The Making of a Sci-Fi Fan
Hi there. My name is Joel and I’m a Science Fiction fan. I wasn’t always a Sci-Fi fan. At the age of four I was totally into dinosaurs. At the age of five I pleaded with my mom to read me dinosaur books from the library with all the monstrous illustrations and the impossible-to-pronounce dinosaur names. At the age of six my most prized possession was a dinosaur book given to me by my kindergarten teacher. At the age of seven (or thereabouts) I happened to spy some television spots for a movie called Star Wars and my dinosaur fixation quickly dissipated.
At the age of eight, two years after first Star Wars film had been released in theaters, my parents finally took me to see it at a drive-in theater. At that point I had already listened to the “Story of Star Wars” record album so many times that I practically had whole soundtrack for the movie already memorized. But nothing could have prepared me for the sheer impact of the visual experience that was Star Wars. I think it’s fair to say that Star Wars permanently warped my brain. Sure, I still waited with breathless anticipation every Saturday morning for the Godzilla 90 Hour and sketched the occasional Tyrannosaurus Rex stick figure, but from that day forward my fantasy life shifted from dinosaurs over to aliens and robots and spaceships. Star Wars rocked my world, and I only saw it once in 1979. I wouldn’t see the original movie again until Episode IV was released on Laser Disk many years later.
At the age of twelve or so, I began reading books like Isaac Asimov’s “I, Robot” and was finally old enough to stay up late in order to watch Doctor Who. When I was a sophomore in high school I purchased a book with my hard-earned lawn-mowing allowance called “Ender’s Game” by Orson Scott Card. On my bookshelf today you will find several selections by Robert Heinlein, Frederick Pohl, Brian Aldiss, Arthur C. Clarke, Vernor Vinge, Simon Hawke and Douglas Adams. Adams, Asimov and Card were my literary mainstays, most of their tomes bear the well-thumbed oil stains of multiple readings. I own every single issue of Science Fiction Age, a glossy print magazine which inspired me to try my own hand at writing science fiction (thus far unsuccessfully). And then, shortly after SF Age went out of print, a funny thing happened…

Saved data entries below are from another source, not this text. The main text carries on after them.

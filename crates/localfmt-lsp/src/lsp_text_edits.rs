//! Minimal LSP `TextEdit` helpers.
//!
//! This module intentionally avoids pulling in a full `lsp-types` dependency. It encodes and
//! parses the small subset needed to hand formatting edits to an LSP client
//! (`textDocument/formatting` and `textDocument/rangeFormatting` results).

use crate::lsp_coordinates::{LspCoordinateConverter, LspPosition, LspRange};
use localfmt_core::{TextDocument, TextEdit};
use serde_json::{Value, json};

#[derive(Debug, Clone, PartialEq, Eq)]
/// A minimal representation of an LSP `TextEdit`.
pub struct LspTextEdit {
    /// The range to replace (UTF-16 based line/character positions).
    pub range: LspRange,
    /// Replacement text (may contain newlines).
    pub new_text: String,
}

fn position_from_value(value: &Value) -> Option<LspPosition> {
    Some(LspPosition {
        line: u32::try_from(value.get("line")?.as_u64()?).ok()?,
        character: u32::try_from(value.get("character")?.as_u64()?).ok()?,
    })
}

fn position_to_value(position: LspPosition) -> Value {
    json!({ "line": position.line, "character": position.character })
}

impl LspTextEdit {
    /// Parse a `TextEdit`-shaped JSON value.
    pub fn from_value(value: &Value) -> Option<Self> {
        let range_value = value.get("range")?;
        let start = position_from_value(range_value.get("start")?)?;
        let end = position_from_value(range_value.get("end")?)?;

        let new_text = value
            .get("newText")
            .and_then(Value::as_str)
            .unwrap_or("")
            .to_string();

        Some(Self {
            range: LspRange::new(start, end),
            new_text,
        })
    }

    /// Encode as a `TextEdit` JSON value.
    pub fn to_value(&self) -> Value {
        json!({
            "range": {
                "start": position_to_value(self.range.start),
                "end": position_to_value(self.range.end),
            },
            "newText": self.new_text,
        })
    }
}

/// Parse a JSON array of `TextEdit` values, skipping malformed entries.
pub fn text_edits_from_value(value: &Value) -> Vec<LspTextEdit> {
    value
        .as_array()
        .map(|arr| {
            arr.iter()
                .filter_map(LspTextEdit::from_value)
                .collect::<Vec<_>>()
        })
        .unwrap_or_default()
}

/// Encode edits as a JSON array of `TextEdit` values.
pub fn text_edits_to_value(edits: &[LspTextEdit]) -> Value {
    Value::Array(edits.iter().map(LspTextEdit::to_value).collect())
}

/// Convert document edits to LSP edits (UTF-16 columns).
pub fn to_lsp_text_edits(document: &TextDocument, edits: &[TextEdit]) -> Vec<LspTextEdit> {
    edits
        .iter()
        .map(|edit| LspTextEdit {
            range: LspCoordinateConverter::range_to_lsp(document, edit.range),
            new_text: edit.new_text.clone(),
        })
        .collect()
}

/// Convert LSP edits back to document edits (character columns).
pub fn from_lsp_text_edits(document: &TextDocument, edits: &[LspTextEdit]) -> Vec<TextEdit> {
    edits
        .iter()
        .map(|edit| {
            TextEdit::new(
                LspCoordinateConverter::lsp_to_range(document, &edit.range),
                edit.new_text.clone(),
            )
        })
        .collect()
}
//! Narrowing a whole-document edit list down to a requested range.
//!
//! External formatters only work on complete documents, so range formatting diffs the whole
//! document once and keeps the edits that touch the requested range.

use crate::text_edit::{OffsetEdit, Range, TextEdit};

/// Keep the edits whose range intersects `range`, preserving their order.
///
/// Ranges that only touch at a single point count as intersecting.
pub fn filter_to_range(edits: &[TextEdit], range: Range) -> Vec<TextEdit> {
    edits
        .iter()
        .filter(|edit| edit.range.intersects(&range))
        .cloned()
        .collect()
}

/// Offset flavour of [`filter_to_range`] over the half-open span `[start, end)`.
pub fn filter_offsets_to_range(edits: &[OffsetEdit], start: usize, end: usize) -> Vec<OffsetEdit> {
    let (start, end) = (start.min(end), start.max(end));
    edits
        .iter()
        .filter(|edit| edit.intersects(start, end))
        .cloned()
        .collect()
}
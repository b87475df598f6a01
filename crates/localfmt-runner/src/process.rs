//! Running a formatter process over stdio.
//!
//! The document is written to the formatter's stdin from a helper thread while stdout and
//! stderr are drained by two more threads, so a formatter that fills one pipe before reading
//! the other cannot deadlock. stderr lines are forwarded to the log as they arrive.

use crate::error::FormatError;
use std::io::{self, BufRead, BufReader, Read, Write};
use std::path::Path;
use std::process::{
    Child, ChildStderr, ChildStdin, ChildStdout, Command as ProcessCommand, ExitStatus, Stdio,
};
use std::sync::mpsc;
use std::thread;
use std::time::{Duration, Instant};

/// Log target used for everything a formatter writes to stderr.
pub const FORMATTER_OUTPUT_TARGET: &str = "localfmt::formatter";

const WAIT_POLL_INTERVAL: Duration = Duration::from_millis(10);

/// Run `command` with `input` on stdin and return its stdout.
///
/// `command[0]` is the program, the rest are its arguments. Fails if the process cannot be
/// started, exits unsuccessfully, or writes non-UTF-8 output.
///
/// A `timeout` bounds the whole run, from spawning until the process exits; past it the
/// process is killed. Only the direct child is killed: a grandchild that inherited the
/// output pipes keeps running, and the helper thread reading them stays blocked until it
/// exits.
pub fn run_formatter(
    command: &[String],
    cwd: Option<&Path>,
    input: &str,
    timeout: Option<Duration>,
) -> Result<String, FormatError> {
    let (program, args) = command.split_first().ok_or(FormatError::EmptyCommand)?;

    log::info!(
        "Starting formatter: {}",
        serde_json::to_string(command).unwrap_or_else(|_| format!("{:?}", command))
    );

    let mut cmd = ProcessCommand::new(program);
    cmd.args(args)
        .stdin(Stdio::piped())
        .stdout(Stdio::piped())
        .stderr(Stdio::piped());
    if let Some(cwd) = cwd {
        cmd.current_dir(cwd);
    }

    let mut child = cmd.spawn().map_err(|source| FormatError::Spawn {
        program: program.clone(),
        source,
    })?;

    let stdin = child
        .stdin
        .take()
        .ok_or_else(|| io::Error::other("Failed to open formatter stdin"))?;
    let stdout = child
        .stdout
        .take()
        .ok_or_else(|| io::Error::other("Failed to open formatter stdout"))?;
    let stderr = child
        .stderr
        .take()
        .ok_or_else(|| io::Error::other("Failed to open formatter stderr"))?;

    let writer = {
        let input = input.to_owned();
        thread::spawn(move || write_input(stdin, input))
    };
    let stderr_reader = thread::spawn(move || forward_stderr(stderr));

    let (tx, rx) = mpsc::channel::<io::Result<Vec<u8>>>();
    thread::spawn(move || {
        let _ = tx.send(read_output(stdout));
    });

    let deadline = timeout.map(|timeout| Instant::now() + timeout);
    let received = match timeout {
        Some(timeout) => rx.recv_timeout(timeout).map_err(|err| match err {
            mpsc::RecvTimeoutError::Timeout => FormatError::Timeout(timeout),
            mpsc::RecvTimeoutError::Disconnected => {
                FormatError::Io(io::Error::other("formatter stdout reader stopped"))
            }
        }),
        None => rx
            .recv()
            .map_err(|_| FormatError::Io(io::Error::other("formatter stdout reader stopped"))),
    };

    let output = match received {
        Ok(output) => output,
        Err(err) => {
            log::warn!("{}; killing formatter", err);
            let _ = child.kill();
            let _ = child.wait();
            return Err(err);
        }
    };

    let status = match (deadline, timeout) {
        (Some(deadline), Some(timeout)) => wait_until(&mut child, deadline, timeout)?,
        _ => child.wait()?,
    };
    let _ = writer.join();
    let stderr = stderr_reader.join().unwrap_or_default();
    let output = output?;

    if !status.success() {
        log::error!("formatter exited with {}", status);
        return Err(FormatError::Failed {
            code: status.code(),
            stderr,
        });
    }

    Ok(String::from_utf8(output)?)
}

/// Wait for a child that already closed its stdout, killing it once `deadline` passes.
fn wait_until(
    child: &mut Child,
    deadline: Instant,
    timeout: Duration,
) -> Result<ExitStatus, FormatError> {
    loop {
        if let Some(status) = child.try_wait()? {
            return Ok(status);
        }
        let now = Instant::now();
        if now >= deadline {
            log::warn!("formatter kept running after closing stdout; killing formatter");
            let _ = child.kill();
            let _ = child.wait();
            return Err(FormatError::Timeout(timeout));
        }
        thread::sleep(WAIT_POLL_INTERVAL.min(deadline - now));
    }
}

fn write_input(mut stdin: ChildStdin, input: String) {
    match stdin.write_all(input.as_bytes()) {
        Ok(()) => {}
        // The formatter may legitimately exit without reading everything; its exit status
        // decides whether the run failed.
        Err(err) if err.kind() == io::ErrorKind::BrokenPipe => {
            log::debug!("formatter closed stdin early");
        }
        Err(err) => log::warn!("failed writing to formatter stdin: {}", err),
    }
}

fn read_output(mut stdout: ChildStdout) -> io::Result<Vec<u8>> {
    let mut buf = Vec::new();
    stdout.read_to_end(&mut buf)?;
    Ok(buf)
}

fn forward_stderr(stderr: ChildStderr) -> String {
    let mut reader = BufReader::new(stderr);
    let mut collected = String::new();
    let mut line = Vec::new();

    loop {
        line.clear();
        match reader.read_until(b'\n', &mut line) {
            Ok(0) => break,
            Ok(_) => {
                let text = String::from_utf8_lossy(&line);
                let trimmed = text.trim_end_matches(['\r', '\n']);
                log::info!(target: FORMATTER_OUTPUT_TARGET, "{}", trimmed);
                collected.push_str(&text);
            }
            Err(err) => {
                log::warn!("failed reading formatter stderr: {}", err);
                break;
            }
        }
    }

    collected
}
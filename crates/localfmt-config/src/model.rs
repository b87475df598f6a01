//! Serialized configuration model.
//!
//! ```json
//! {
//!   "formatters": [
//!     { "command": ["rustfmt", "--emit", "stdout"], "languages": ["rust"] },
//!     {
//!       "command": { "windows": ["fmt.cmd"], "*": ["fmt", "--tab-size", "$tabSize"] },
//!       "languages": ["mylang"],
//!       "cwd": "tools"
//!     }
//!   ]
//! }
//! ```

use crate::error::ConfigError;
use crate::platform::Platform;
use serde::{Deserialize, Serialize};
use std::collections::BTreeMap;
use std::fs;
use std::path::Path;

/// Key used as the fallback entry of a per-platform command map.
pub const WILDCARD_PLATFORM: &str = "*";

/// The command line used to run a formatter.
#[derive(Debug, Clone, PartialEq, Eq, Serialize, Deserialize)]
#[serde(untagged)]
pub enum CommandSpec {
    /// The same argument list on every platform.
    Args(Vec<String>),
    /// Argument lists keyed by platform name, with [`WILDCARD_PLATFORM`] as fallback.
    PerPlatform(BTreeMap<String, Vec<String>>),
}

impl CommandSpec {
    /// Resolve the argument list for `platform`.
    ///
    /// Returns `None` when a per-platform map has neither an entry for the platform nor a
    /// wildcard entry.
    pub fn resolve(&self, platform: &Platform) -> Option<&[String]> {
        match self {
            Self::Args(args) => Some(args),
            Self::PerPlatform(map) => platform
                .lookup_keys()
                .into_iter()
                .find_map(|key| map.get(key))
                .or_else(|| map.get(WILDCARD_PLATFORM))
                .map(Vec::as_slice),
        }
    }
}

/// One configured formatter.
#[derive(Debug, Clone, PartialEq, Eq, Serialize, Deserialize)]
#[serde(rename_all = "camelCase")]
pub struct FormatterConfig {
    /// Command template; arguments may contain placeholders such as `$absoluteFilePath`.
    pub command: CommandSpec,
    /// Skip this formatter entirely.
    #[serde(default)]
    pub disabled: bool,
    /// Working directory, relative to the workspace folder unless absolute.
    #[serde(default, skip_serializing_if = "Option::is_none")]
    pub cwd: Option<String>,
    /// Language identifiers this formatter handles.
    #[serde(default, skip_serializing_if = "Option::is_none")]
    pub languages: Option<Vec<String>>,
}

/// Top-level configuration.
#[derive(Debug, Clone, PartialEq, Eq, Default, Serialize, Deserialize)]
pub struct Config {
    /// Configured formatters, in priority order.
    #[serde(default, alias = "advancedLocalFormatters.formatters")]
    pub formatters: Vec<FormatterConfig>,
}

impl Config {
    /// Parse a configuration from JSON text.
    pub fn from_json_str(text: &str) -> Result<Self, ConfigError> {
        Ok(serde_json::from_str(text)?)
    }

    /// Read and parse a JSON configuration file.
    pub fn load(path: &Path) -> Result<Self, ConfigError> {
        let text = fs::read_to_string(path).map_err(|source| ConfigError::Io {
            path: path.to_path_buf(),
            source,
        })?;
        Self::from_json_str(&text)
    }
}
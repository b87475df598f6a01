#![warn(missing_docs)]
//! `localfmt-runner` - run external command-line formatters for `localfmt`.
//!
//! The runner resolves a formatter's command line for a document (placeholder substitution,
//! working directory), pipes the document through the process, and hands the output to
//! `localfmt-core` to compute range-scoped edits.
//!
//! ```no_run
//! use localfmt_config::{Config, FormatterRegistry, Platform};
//! use localfmt_core::{FormattingOptions, RangeFormattingProvider, TextDocument};
//! use localfmt_runner::{ExternalFormatter, FormatContext};
//!
//! let config = Config::from_json_str(
//!     r#"{ "formatters": [ { "command": ["rustfmt", "--emit", "stdout"], "languages": ["rust"] } ] }"#,
//! )?;
//! let (registry, _issues) = FormatterRegistry::from_config(&config, Platform::current());
//!
//! let document = TextDocument::new("fn main(){}\n");
//! let formatter =
//!     ExternalFormatter::from_registry(&registry, "rust", FormatContext::new("src/main.rs"))?;
//! let edits =
//!     formatter.provide_document_formatting_edits(&document, &FormattingOptions::default())?;
//! println!("{} edit(s)", edits.len());
//! # Ok::<(), Box<dyn std::error::Error>>(())
//! ```

pub mod context;
mod error;
pub mod formatter;
pub mod placeholders;
pub mod process;

pub use context::FormatContext;
pub use error::FormatError;
pub use formatter::ExternalFormatter;
pub use placeholders::{
    ABSOLUTE_FILE_PATH, INSERT_SPACES, RELATIVE_FILE_PATH, TAB_SIZE, relative_path,
    substitute_placeholders,
};
pub use process::{FORMATTER_OUTPUT_TARGET, run_formatter};
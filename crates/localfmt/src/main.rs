use anyhow::{Context, bail};
use clap::{Parser, Subcommand, ValueEnum};
use localfmt_config::{Config, FormatterRegistry, Platform};
use localfmt_core::{
    FormattingOptions, Position, Range, RangeFormattingProvider, TextDocument, TextEdit,
};
use localfmt_lsp::{text_edits_to_value, to_lsp_text_edits};
use localfmt_runner::{ExternalFormatter, FormatContext, FormatError};
use std::fs;
use std::path::{Path, PathBuf};
use std::time::Duration;

fn main() {
    env_logger::builder().format_timestamp(None).init();

    let cli = Cli::parse();
    let res = match cli.command {
        Action::Format(cmd) => format(cmd),
        Action::Diff(cmd) => diff(cmd),
    };

    if let Err(err) = res {
        eprintln!("Error: {err:?}");
        std::process::exit(1);
    }
}

#[derive(Parser)]
#[command(
    name = "localfmt",
    version,
    about = "Format with external formatters and emit minimal edits"
)]
struct Cli {
    #[command(subcommand)]
    command: Action,
}

#[derive(Subcommand)]
enum Action {
    /// Run the configured formatter on a file
    Format(FormatCommand),

    /// Print the edits that turn one file into another
    Diff(DiffCommand),
}

#[derive(Clone, Copy, PartialEq, Eq, ValueEnum)]
enum Output {
    /// One line per edit: `range "new text"`
    Edits,
    /// LSP `TextEdit` array
    Json,
    /// The formatted text
    Print,
    /// Rewrite the file in place
    Write,
}

#[derive(Clone, Copy, PartialEq, Eq, ValueEnum)]
enum DiffOutput {
    Edits,
    Json,
}

#[derive(clap::Args)]
struct FormatCommand {
    /// File to format
    file: PathBuf,

    /// Formatter configuration (JSON)
    #[arg(long, env = "LOCALFMT_CONFIG")]
    config: PathBuf,

    /// Language id; defaults to the file extension
    #[arg(long)]
    language: Option<String>,

    /// Only keep edits touching `LINE:COL-LINE:COL` (zero-based)
    #[arg(long, value_parser = parse_range)]
    range: Option<Range>,

    #[arg(long, default_value_t = 4)]
    tab_size: u32,

    #[arg(long, default_value_t = true, action = clap::ArgAction::Set)]
    insert_spaces: bool,

    /// Workspace folder; may be repeated
    #[arg(long = "workspace")]
    workspaces: Vec<PathBuf>,

    /// Kill the formatter after this many milliseconds
    #[arg(long)]
    timeout_ms: Option<u64>,

    #[arg(long, value_enum, default_value_t = Output::Edits)]
    output: Output,
}

#[derive(clap::Args)]
struct DiffCommand {
    before: PathBuf,
    after: PathBuf,

    /// Only keep edits touching `LINE:COL-LINE:COL` (zero-based)
    #[arg(long, value_parser = parse_range)]
    range: Option<Range>,

    #[arg(long, value_enum, default_value_t = DiffOutput::Edits)]
    output: DiffOutput,
}

fn format(cmd: FormatCommand) -> anyhow::Result<()> {
    let config = Config::load(&cmd.config)
        .with_context(|| format!("loading config {}", cmd.config.display()))?;
    let (registry, issues) = FormatterRegistry::from_config(&config, Platform::current());
    for issue in &issues {
        eprintln!("{issue}");
    }

    let language = match cmd.language {
        Some(language) => language,
        None => match cmd.file.extension().and_then(|ext| ext.to_str()) {
            Some(ext) => ext.to_string(),
            None => bail!(
                "cannot infer a language for {}, pass --language",
                cmd.file.display()
            ),
        },
    };

    let text = read(&cmd.file)?;
    let document = TextDocument::new(text);

    let file_path = std::path::absolute(&cmd.file)?;
    let workspaces = cmd
        .workspaces
        .iter()
        .map(std::path::absolute)
        .collect::<Result<Vec<_>, _>>()?;
    let context = FormatContext::new(file_path).with_workspace_folders(workspaces);

    let formatter = ExternalFormatter::from_registry(&registry, &language, context)?
        .with_timeout(cmd.timeout_ms.map(Duration::from_millis));
    let options = FormattingOptions {
        tab_size: cmd.tab_size,
        insert_spaces: cmd.insert_spaces,
    };

    let result = match cmd.range {
        Some(range) => {
            let range = validate_range(&document, range);
            formatter.provide_range_formatting_edits(&document, range, &options)
        }
        None => formatter.provide_document_formatting_edits(&document, &options),
    };
    let edits = match result {
        Ok(edits) => edits,
        Err(err) => {
            if let FormatError::Failed { stderr, .. } = &err {
                eprint!("{stderr}");
            }
            return Err(err.into());
        }
    };

    match cmd.output {
        Output::Edits => print_edits(&edits)?,
        Output::Json => print_json(&document, &edits)?,
        Output::Print => print!("{}", document.apply_edits(&edits)?),
        Output::Write => {
            if edits.is_empty() {
                log::info!("{} is already formatted", cmd.file.display());
            } else {
                let formatted = document.apply_edits(&edits)?;
                fs::write(&cmd.file, formatted)
                    .with_context(|| format!("writing {}", cmd.file.display()))?;
            }
        }
    }
    Ok(())
}

fn diff(cmd: DiffCommand) -> anyhow::Result<()> {
    let before = TextDocument::new(read(&cmd.before)?);
    let after = read(&cmd.after)?;

    let edits = match cmd.range {
        Some(range) => before.diff_in_range(&after, validate_range(&before, range)),
        None => before.diff(&after),
    };

    match cmd.output {
        DiffOutput::Edits => print_edits(&edits),
        DiffOutput::Json => print_json(&before, &edits),
    }
}

fn read(path: &Path) -> anyhow::Result<String> {
    fs::read_to_string(path).with_context(|| format!("reading {}", path.display()))
}

fn validate_range(document: &TextDocument, range: Range) -> Range {
    Range::new(
        document.validate_position(range.start),
        document.validate_position(range.end),
    )
}

fn print_edits(edits: &[TextEdit]) -> anyhow::Result<()> {
    for edit in edits {
        println!("{} {}", edit.range, serde_json::to_string(&edit.new_text)?);
    }
    Ok(())
}

fn print_json(document: &TextDocument, edits: &[TextEdit]) -> anyhow::Result<()> {
    let value = text_edits_to_value(&to_lsp_text_edits(document, edits));
    println!("{}", serde_json::to_string_pretty(&value)?);
    Ok(())
}

fn parse_range(s: &str) -> Result<Range, String> {
    let (start, end) = s
        .split_once('-')
        .ok_or_else(|| format!("expected LINE:COL-LINE:COL, got '{s}'"))?;
    Ok(Range::new(parse_position(start)?, parse_position(end)?))
}

fn parse_position(s: &str) -> Result<Position, String> {
    let (line, column) = s
        .split_once(':')
        .ok_or_else(|| format!("expected LINE:COL, got '{s}'"))?;
    let line = line
        .trim()
        .parse()
        .map_err(|err| format!("invalid line '{line}': {err}"))?;
    let column = column
        .trim()
        .parse()
        .map_err(|err| format!("invalid column '{column}': {err}"))?;
    Ok(Position::new(line, column))
}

I burnt out on Sci-Fi. It didn’t happen gradually or in stages, it happened all at once during a relatively short period of time. Hence I know precisely who the real culprit was: Kim Stanley Robinson. In the late 90’s, Kim Stanley Robinson wrote a very famous trilogy, the “Mars Trilogy” to be precise, three books which chronicled the future efforts of the human race to terraform Mars in intricate detail. To this day, the Mars Trilogy is a critically acclaimed and much fawned-over series. The second book, “Green Mars,” even won the Hugo Award, probably the most prestigious award the Sci-Fi literary establishment can bestow. My own personal experience of slogging though Robinson’s “masterpiece” was quite different…
Try as I might, I didn’t find myself rooting for ANY of Robinson’s characters to succeed in their life goals. The few characters I did have an affinity for were killed off early on in the series. The metaphysical new-age claptrap that permeated the plot holes of the second book left a sick feeling in my stomach, and by the time I reached the contrived hippie-love-fest ending which wrapped up the third tome, I was ready to retch. And yet the “Science Fiction” community at large was lapping it up, showering the Mars Trilogy with the highest of praise.
I distinctly recall the raw, unadulterated anger I felt - not just toward Kim Stanley Robinson - but toward the Sci-Fi literary community as a whole. I felt like I had been betrayed, suckered into wasting precious seconds of my life reading what was easily the biggest waste of paper I had ever read (and I’ve read L. Ron Hubbard’s entire “Invasion Earth” series, - I know of whence I speak). So I figured if this was really where Sci-Fi’s boat was headed, then is was high time to walk the plank and swim ashore! In one fell swoop, Kim Stanley Robinson managed to sour me on an entire genre that I once cherished and loved. Curse you, Kim Stanley Robinson! CURSE YOU!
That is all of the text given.